# AIM OF THE TASK:
Below are records. Find each line in them that holds the word "impl" and copy it.

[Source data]
//! Wire payload for the bridge's JSON records API.

use crate::record::Record;
use serde::{Deserialize, Serialize};

/// Content type the bridge expects for JSON-valued records.
pub const KAFKA_JSON_V2: &str = "application/vnd.kafka.json.v2+json";

/// `{"records": [{"value": "<json>"}, ...]}`
#[derive(Debug, Clone, Default, PartialEq, Serialize, Deserialize)]
pub struct BatchEnvelope {
    pub records: Vec<EnvelopeRecord>,
}

/// One entry; `value` is the record serialized as a JSON string.
#[derive(Debug, Clone, PartialEq, Serialize, Deserialize)]
pub struct EnvelopeRecord {
    pub value: String,
}

impl BatchEnvelope {
    pub fn from_records<'a>(
        records: impl IntoIterator<Item = Record<'a>>,
    ) -> serde_json::Result<Self> {
        let records = records
            .into_iter()
            .map(|r| r.to_json().map(|value| EnvelopeRecord { value }))
            .collect::<serde_json::Result<Vec<_>>>()?;
        Ok(Self { records })
    }

    pub fn len(&self) -> usize {
        self.records.len()
    }

    pub fn is_empty(&self) -> bool {
        self.records.is_empty()
    }

    /// Request body bytes.
    pub fn to_body(&self) -> serde_json::Result<Vec<u8>> {
        serde_json::to_vec(self)
    }
}

#[cfg(test)]
mod tests {
    use super::*;
    use crate::record::{Dataset, FieldValue};

    #[test]
    fn values_are_json_strings() {
        let mut ds = Dataset::new(vec!["TRANSACTION_ID".into(), "TX_AMOUNT".into()]);
        ds.push_row(vec![FieldValue::Int(1), FieldValue::Float(57.16)]).unwrap();
        ds.push_row(vec![FieldValue::Int(2), FieldValue::Float(0.0)]).unwrap();

        let envelope = BatchEnvelope::from_records(ds.records()).unwrap();
        let body = String::from_utf8(envelope.to_body().unwrap()).unwrap();

        assert_eq!(
            body,
            r#"{"records":[{"value":"{\"TRANSACTION_ID\":1,\"TX_AMOUNT\":57.16}"},{"value":"{\"TRANSACTION_ID\":2,\"TX_AMOUNT\":0.0}"}]}"#
        );
    }
}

# RESULT OF THIS EXERCISE:
impl BatchEnvelope {
        records: impl IntoIterator<Item = Record<'a>>,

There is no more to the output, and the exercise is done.